Experts welcomed the first successful interim data from a large-scale clinical test as a watershed moment that showed vaccines could help halt the pandemic, although mass roll-outs, which needs regulatory approval, will not happen this year.

Pfizer and German partner BioNTech SE 22UAy.F said they had found no serious safety concerns yet and expected to seek U.S. authorization this month for emergency use of the vaccine, raising the chance of a regulatory decision as soon as December.

If granted, the companies estimate they can roll out up to 50 million doses this year, enough to protect 25 million people, and then produce up to 1.3 billion doses in 2021.

“Today is a great day for science and humanity,” said Pfizer Chief Executive Albert Bourla.

He also said they are reaching this critical milestone in the vaccine development program at a time when the world needs it most with infection rates setting new records, hospitals nearing over-capacity and economies struggling to reopen.

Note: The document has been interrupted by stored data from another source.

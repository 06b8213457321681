//! Push-style response sinks and the compressing decorator.
//!
//! A [`ResponseSink`] is where a producer writes response bytes. Stages wrap the sink they
//! receive in a [`CompressedSink`], so writes meant for the wrapped sink go through a
//! compressor first while headers and status stay shared with it.

use crate::codec::Codec;
use crate::transform::Transform;
use bytes::{Buf, Bytes};
use http::{HeaderMap, StatusCode};
use std::future::poll_fn;
use std::io;
use std::task::{Context, Poll, ready};

/// The capabilities a response exposes to body producers.
///
/// Writes follow the [`std::io::Write`] conventions, with `Poll::Pending` standing for
/// "not ready yet": the sink has registered the waker and the caller must retry.
pub trait ResponseSink {
    /// Returns the response status.
    fn status(&self) -> StatusCode;

    /// Sets the response status.
    fn set_status(&mut self, status: StatusCode);

    /// Returns the response headers.
    fn headers(&self) -> &HeaderMap;

    /// Returns the response headers for modification.
    fn headers_mut(&mut self) -> &mut HeaderMap;

    /// Attempts to write body bytes, returning how many were accepted.
    fn poll_write(&mut self, cx: &mut Context<'_>, buf: &[u8]) -> Poll<io::Result<usize>>;

    /// Attempts to finish the body. Once this returns `Ready(Ok(()))` no more writes are allowed.
    fn poll_end(&mut self, cx: &mut Context<'_>) -> Poll<io::Result<()>>;
}

/// A type-erased sink, as threaded through a pipeline of stages.
pub type BoxSink = Box<dyn ResponseSink + Send>;

impl<S: ResponseSink + ?Sized> ResponseSink for Box<S> {
    fn status(&self) -> StatusCode {
        (**self).status()
    }

    fn set_status(&mut self, status: StatusCode) {
        (**self).set_status(status)
    }

    fn headers(&self) -> &HeaderMap {
        (**self).headers()
    }

    fn headers_mut(&mut self) -> &mut HeaderMap {
        (**self).headers_mut()
    }

    fn poll_write(&mut self, cx: &mut Context<'_>, buf: &[u8]) -> Poll<io::Result<usize>> {
        (**self).poll_write(cx, buf)
    }

    fn poll_end(&mut self, cx: &mut Context<'_>) -> Poll<io::Result<()>> {
        (**self).poll_end(cx)
    }
}

/// Writes all of `buf`, waiting for the sink whenever it is not ready.
pub async fn write_all<S>(sink: &mut S, mut buf: &[u8]) -> io::Result<()>
where
    S: ResponseSink + ?Sized,
{
    while !buf.is_empty() {
        let n = poll_fn(|cx| sink.poll_write(cx, buf)).await?;
        if n == 0 {
            return Err(io::ErrorKind::WriteZero.into());
        }
        buf = &buf[n..];
    }
    Ok(())
}

/// Writes an optional last chunk and finishes the body.
pub async fn end<S>(sink: &mut S, last: Option<&[u8]>) -> io::Result<()>
where
    S: ResponseSink + ?Sized,
{
    if let Some(last) = last {
        write_all(sink, last).await?;
    }
    poll_fn(|cx| sink.poll_end(cx)).await
}

/// State machine for ending a compressed sink.
#[derive(Debug, Clone, Copy, PartialEq, Eq)]
enum EndState {
    /// Accepting writes.
    Writing,
    /// Trailer produced, draining it upstream.
    Draining,
    /// Waiting for the upstream sink to end.
    Ending,
    /// Everything has been handed upstream.
    Done,
}

/// A sink that compresses everything written to it before passing it upstream.
///
/// Encoded output is handed upstream before the next write is accepted, so a slow upstream
/// holds back the producer instead of piling up compressed data here. At most one chunk's
/// worth of output is buffered at a time.
#[derive(Debug)]
pub struct CompressedSink<S> {
    upstream: S,
    transform: Transform,
    pending: Bytes,
    state: EndState,
}

impl<S: ResponseSink> CompressedSink<S> {
    /// Wraps `upstream`, compressing with `codec`.
    pub fn new(upstream: S, codec: Codec) -> Self {
        Self {
            upstream,
            transform: Transform::new(codec),
            pending: Bytes::new(),
            state: EndState::Writing,
        }
    }

    /// Returns the codec this sink compresses with.
    pub fn codec(&self) -> Codec {
        self.transform.codec()
    }

    /// Returns a reference to the wrapped sink.
    pub fn upstream(&self) -> &S {
        &self.upstream
    }

    /// Consumes this sink, returning the wrapped sink.
    ///
    /// Output not yet handed upstream is discarded.
    pub fn into_upstream(self) -> S {
        self.upstream
    }

    /// Hands buffered output to the upstream sink.
    fn poll_drain(&mut self, cx: &mut Context<'_>) -> Poll<io::Result<()>> {
        while !self.pending.is_empty() {
            let n = ready!(self.upstream.poll_write(cx, &self.pending))?;
            if n == 0 {
                return Poll::Ready(Err(io::ErrorKind::WriteZero.into()));
            }
            self.pending.advance(n);
        }
        Poll::Ready(Ok(()))
    }
}

impl<S: ResponseSink> ResponseSink for CompressedSink<S> {
    fn status(&self) -> StatusCode {
        self.upstream.status()
    }

    fn set_status(&mut self, status: StatusCode) {
        self.upstream.set_status(status)
    }

    fn headers(&self) -> &HeaderMap {
        self.upstream.headers()
    }

    fn headers_mut(&mut self) -> &mut HeaderMap {
        self.upstream.headers_mut()
    }

    fn poll_write(&mut self, cx: &mut Context<'_>, buf: &[u8]) -> Poll<io::Result<usize>> {
        if self.state != EndState::Writing {
            return Poll::Ready(Err(io::Error::other("write after end")));
        }
        ready!(self.poll_drain(cx))?;
        if buf.is_empty() {
            return Poll::Ready(Ok(0));
        }
        self.pending = self.transform.encode(buf)?;
        // Start moving the output along; whatever is left goes out before the next write.
        if let Poll::Ready(Err(e)) = self.poll_drain(cx) {
            return Poll::Ready(Err(e));
        }
        Poll::Ready(Ok(buf.len()))
    }

    fn poll_end(&mut self, cx: &mut Context<'_>) -> Poll<io::Result<()>> {
        loop {
            match self.state {
                EndState::Writing => {
                    ready!(self.poll_drain(cx))?;
                    self.pending = self.transform.finish()?;
                    self.state = EndState::Draining;
                }
                EndState::Draining => {
                    ready!(self.poll_drain(cx))?;
                    self.state = EndState::Ending;
                }
                EndState::Ending => {
                    ready!(self.upstream.poll_end(cx))?;
                    self.state = EndState::Done;
                }
                EndState::Done => return Poll::Ready(Ok(())),
            }
        }
    }
}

Experts said they still wanted to see the full trial data, which have yet to be peer-reviewed or published in a medical journal, but the preliminary results looked encouraging.


“This news made me smile from ear to ear. It is a relief to see such positive results on this vaccine and bodes well for COVID-19 vaccines in general,” said Peter Horby, professor of emerging infectious diseases at the University of Oxford.


There are still many questions, such as how effective the vaccine is by ethnicity or age, and how long it will provide immunity, with the “new normal” of social distancing and face covering set to remain for the foreseeable future.


Pfizer expects to seek U.S. emergency use authorization for people aged 16 to 85. To do so, it will need two months of safety data from about half the study’s 44,000 participants, which is expected in the third week of November.


U.S. Health and Human Services Secretary Alex Azar said it would take several weeks for U.S. regulators to receive and process data on the vaccine before the government could potentially approve it.